====== ENTRIES PROVIDED ======
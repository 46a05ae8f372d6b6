//! Process-local [`PayrollStore`].

use super::{CommittedPeriod, PayrollStore, SeedData};
use crate::error::StoreError;
use crate::models::{
    AttendanceRecord, AttendanceRow, Driver, EntryDraft, NewPeriod, Organization, PayrollEntry,
    PayrollPeriod, PeriodBounds, PeriodStatus, ServiceProvider, Vehicle,
};
use async_trait::async_trait;
use chrono::{DateTime, Utc};
use rust_decimal::Decimal;
use std::collections::HashMap;
use std::sync::atomic::{AtomicBool, Ordering};
use tokio::sync::RwLock;
use uuid::Uuid;

type PeriodKey = (Uuid, DateTime<Utc>, DateTime<Utc>);

#[derive(Debug, Default)]
struct Ledger {
    periods: HashMap<Uuid, PayrollPeriod>,
    by_window: HashMap<PeriodKey, Uuid>,
    entries: HashMap<Uuid, Vec<PayrollEntry>>,
}

#[derive(Debug, Default)]
struct Reference {
    organizations: Vec<Organization>,
    drivers: HashMap<Uuid, Driver>,
    providers: HashMap<Uuid, ServiceProvider>,
    vehicles: HashMap<Uuid, Vehicle>,
    attendance: Vec<AttendanceRecord>,
}

#[derive(Debug, Default)]
struct Faults {
    unavailable: AtomicBool,
    interrupt_before_total: AtomicBool,
}

/// [`PayrollStore`] kept in process memory.  Nothing survives the
/// process.
#[derive(Debug, Default)]
pub struct InMemoryStore {
    reference: RwLock<Reference>,
    ledger: RwLock<Ledger>,
    faults: Faults,
}

impl InMemoryStore {
    pub fn new() -> Self {
        Self::default()
    }

    pub fn from_seed(seed: SeedData) -> Self {
        let reference = Reference {
            organizations: seed.organizations,
            drivers: seed.drivers.into_iter().map(|d| (d.id, d)).collect(),
            providers: seed.service_providers.into_iter().map(|p| (p.id, p)).collect(),
            vehicles: seed.vehicles.into_iter().map(|v| (v.id, v)).collect(),
            attendance: seed.attendance,
        };
        Self {
            reference: RwLock::new(reference),
            ..Self::default()
        }
    }

    /// Append attendance records, e.g. captured after startup.
    pub async fn record_attendance(&self, records: impl IntoIterator<Item = AttendanceRecord>) {
        self.reference.write().await.attendance.extend(records);
    }

    /// Make every call fail with [`StoreError::Unavailable`].
    pub fn set_unavailable(&self, unavailable: bool) {
        self.faults.unavailable.store(unavailable, Ordering::SeqCst);
    }

    /// Abort the next commit after its entries are staged but before
    /// the period total is written.
    pub fn interrupt_next_commit(&self) {
        self.faults
            .interrupt_before_total
            .store(true, Ordering::SeqCst);
    }

    fn check_available(&self) -> Result<(), StoreError> {
        if self.faults.unavailable.load(Ordering::SeqCst) {
            return Err(StoreError::Unavailable("store marked unavailable".into()));
        }
        Ok(())
    }
}

#[async_trait]
impl PayrollStore for InMemoryStore {
    async fn list_organizations(&self) -> Result<Vec<Organization>, StoreError> {
        self.check_available()?;
        Ok(self.reference.read().await.organizations.clone())
    }

    async fn find_period(
        &self,
        organization_id: Uuid,
        bounds: &PeriodBounds,
    ) -> Result<Option<PayrollPeriod>, StoreError> {
        self.check_available()?;
        let ledger = self.ledger.read().await;
        Ok(ledger
            .by_window
            .get(&(organization_id, bounds.start, bounds.end))
            .and_then(|id| ledger.periods.get(id))
            .cloned())
    }

    async fn attendance_for_period(
        &self,
        organization_id: Uuid,
        bounds: &PeriodBounds,
    ) -> Result<Vec<AttendanceRow>, StoreError> {
        self.check_available()?;
        let reference = self.reference.read().await;
        reference
            .attendance
            .iter()
            .filter(|r| r.organization_id == organization_id && bounds.contains(r.date))
            .map(|record| {
                let vehicle = reference
                    .vehicles
                    .get(&record.vehicle_id)
                    .cloned()
                    .ok_or(StoreError::MissingVehicle(record.vehicle_id))?;
                let driver = record
                    .driver_id
                    .and_then(|id| reference.drivers.get(&id))
                    .cloned();
                let service_provider = vehicle
                    .service_provider_id
                    .and_then(|id| reference.providers.get(&id))
                    .cloned();
                Ok(AttendanceRow {
                    record: record.clone(),
                    driver,
                    vehicle,
                    service_provider,
                })
            })
            .collect()
    }

    async fn count_provider_vehicles(&self, service_provider_id: Uuid) -> Result<u64, StoreError> {
        self.check_available()?;
        let reference = self.reference.read().await;
        Ok(reference
            .vehicles
            .values()
            .filter(|v| v.service_provider_id == Some(service_provider_id))
            .count() as u64)
    }

    async fn commit_period(
        &self,
        period: NewPeriod,
        entries: Vec<EntryDraft>,
    ) -> Result<CommittedPeriod, StoreError> {
        self.check_available()?;
        let mut ledger = self.ledger.write().await;

        let key = (period.organization_id, period.bounds.start, period.bounds.end);
        if let Some(existing) = ledger.by_window.get(&key) {
            return Err(StoreError::DuplicatePeriod {
                existing: *existing,
            });
        }

        // Rows are built aside and only published once complete.
        let mut row = PayrollPeriod {
            id: Uuid::new_v4(),
            organization_id: period.organization_id,
            name: period.name,
            start_date: period.bounds.start,
            end_date: period.bounds.end,
            total_amount: Decimal::ZERO,
            status: PeriodStatus::Pending,
            created_at: Utc::now(),
        };
        let created: Vec<PayrollEntry> = entries
            .into_iter()
            .map(|draft| PayrollEntry::from_draft(&row, draft))
            .collect();

        if self
            .faults
            .interrupt_before_total
            .swap(false, Ordering::SeqCst)
        {
            return Err(StoreError::Interrupted(
                "aborted before period total update".into(),
            ));
        }

        row.total_amount = created.iter().map(|e| e.net_pay).sum();

        ledger.by_window.insert(key, row.id);
        ledger.periods.insert(row.id, row.clone());
        ledger.entries.insert(row.id, created.clone());
        Ok(CommittedPeriod {
            period: row,
            entries: created,
        })
    }

    async fn period_entries(&self, period_id: Uuid) -> Result<Vec<PayrollEntry>, StoreError> {
        self.check_available()?;
        Ok(self
            .ledger
            .read()
            .await
            .entries
            .get(&period_id)
            .cloned()
            .unwrap_or_default())
    }

    async fn organization_periods(
        &self,
        organization_id: Uuid,
    ) -> Result<Vec<PayrollPeriod>, StoreError> {
        self.check_available()?;
        let ledger = self.ledger.read().await;
        let mut periods: Vec<PayrollPeriod> = ledger
            .periods
            .values()
            .filter(|p| p.organization_id == organization_id)
            .cloned()
            .collect();
        periods.sort_by_key(|p| p.start_date);
        Ok(periods)
    }
}

#[cfg(test)]
pub(crate) mod tests {
    use super::*;
    use crate::aggregate::fixtures;
    use crate::models::{PayBreakdown, Payee, VehicleType, WorkMetrics};
    use chrono::FixedOffset;

    pub(crate) fn march() -> PeriodBounds {
        PeriodBounds::for_month(2025, 3, FixedOffset::east_opt(0).unwrap()).unwrap()
    }

    pub(crate) fn new_period() -> NewPeriod {
        NewPeriod {
            organization_id: fixtures::org(),
            name: march().name(),
            bounds: march(),
        }
    }

    pub(crate) fn draft(net: i64) -> EntryDraft {
        EntryDraft {
            payee: Payee::Driver(Uuid::new_v4()),
            vehicle_id: None,
            description: "test".into(),
            pay: PayBreakdown {
                amount: Decimal::from(net),
                bonuses: Decimal::new(50, 2),
                deductions: Decimal::new(50, 2),
            },
            metrics: WorkMetrics::default(),
        }
    }

    #[tokio::test]
    async fn commit_writes_period_entries_and_total() {
        let store = InMemoryStore::new();
        let committed = store
            .commit_period(new_period(), vec![draft(100), draft(250)])
            .await
            .unwrap();
        assert_eq!(committed.period.total_amount, Decimal::from(350));
        assert_eq!(committed.period.status, PeriodStatus::Pending);

        let found = store.find_period(fixtures::org(), &march()).await.unwrap().unwrap();
        assert_eq!(found, committed.period);
        assert_eq!(store.period_entries(found.id).await.unwrap().len(), 2);
    }

    #[tokio::test]
    async fn second_commit_for_same_window_is_rejected() {
        let store = InMemoryStore::new();
        let first = store.commit_period(new_period(), vec![]).await.unwrap();
        let err = store.commit_period(new_period(), vec![draft(1)]).await.unwrap_err();
        assert_eq!(
            err,
            StoreError::DuplicatePeriod {
                existing: first.period.id
            }
        );
        assert_eq!(store.organization_periods(fixtures::org()).await.unwrap().len(), 1);
        assert!(store.period_entries(first.period.id).await.unwrap().is_empty());
    }

    #[tokio::test]
    async fn interrupted_commit_leaves_nothing_behind() {
        let store = InMemoryStore::new();
        store.interrupt_next_commit();
        let err = store.commit_period(new_period(), vec![draft(10)]).await.unwrap_err();
        assert!(matches!(err, StoreError::Interrupted(_)));
        assert!(store.find_period(fixtures::org(), &march()).await.unwrap().is_none());
        assert!(store.organization_periods(fixtures::org()).await.unwrap().is_empty());

        // The fault is one-shot; a retry goes through.
        store.commit_period(new_period(), vec![draft(10)]).await.unwrap();
    }

    #[tokio::test]
    async fn attendance_is_joined_and_filtered_by_month() {
        let driver = fixtures::driver(Some(10));
        let provider = fixtures::provider();
        let own = fixtures::vehicle(VehicleType::InHouse, None);
        let hired = fixtures::vehicle(VehicleType::Outsourced, Some(provider.id));
        let spare = fixtures::vehicle(VehicleType::Outsourced, Some(provider.id));
        let mut april = fixtures::record(&own, Some(driver.id), 1, Some(8));
        april.date = chrono::NaiveDate::from_ymd_opt(2025, 4, 1).unwrap();

        let store = InMemoryStore::from_seed(SeedData {
            organizations: vec![],
            drivers: vec![driver.clone()],
            service_providers: vec![provider.clone()],
            vehicles: vec![own.clone(), hired.clone(), spare],
            attendance: vec![
                fixtures::record(&own, Some(driver.id), 3, Some(8)),
                fixtures::record(&hired, None, 3, None),
                april,
            ],
        });

        let rows = store.attendance_for_period(fixtures::org(), &march()).await.unwrap();
        assert_eq!(rows.len(), 2);
        assert_eq!(rows[0].driver.as_ref().map(|d| d.id), Some(driver.id));
        assert_eq!(rows[1].service_provider.as_ref().map(|p| p.id), Some(provider.id));
        assert_eq!(store.count_provider_vehicles(provider.id).await.unwrap(), 2);
    }

    #[tokio::test]
    async fn missing_vehicle_is_an_error() {
        let own = fixtures::vehicle(VehicleType::InHouse, None);
        let store = InMemoryStore::from_seed(SeedData {
            attendance: vec![fixtures::record(&own, None, 3, None)],
            ..SeedData::default()
        });
        let err = store.attendance_for_period(fixtures::org(), &march()).await.unwrap_err();
        assert_eq!(err, StoreError::MissingVehicle(own.id));
    }
}
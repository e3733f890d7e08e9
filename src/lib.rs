//! Socketmap - A Postfix socketmap lookup responder
//!
//! Answers `user-exists`, `virtual-domains` and `virtual-aliases` lookups
//! over the netstring socketmap protocol, with a TTL cache in front of a
//! pluggable directory.

pub mod api;
pub mod cache;
pub mod config;
pub mod directory;
pub mod error;
pub mod lookup;
pub mod models;
pub mod protocol;
pub mod server;

pub use api::AppState;
pub use config::Config;
pub use directory::{DirectoryProvider, StaticDirectory};
pub use lookup::Dispatcher;
pub use server::Server;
======
> [YOUR ASSIGNMENT]: Search the entries for the word "first". Copy each line where it appears.

> [PROBLEM SOLUTION]:
        let first = store.commit_period(new_period(), vec![]).await.unwrap();
                existing: first.period.id
        assert!(store.period_entries(first.period.id).await.unwrap().is_empty());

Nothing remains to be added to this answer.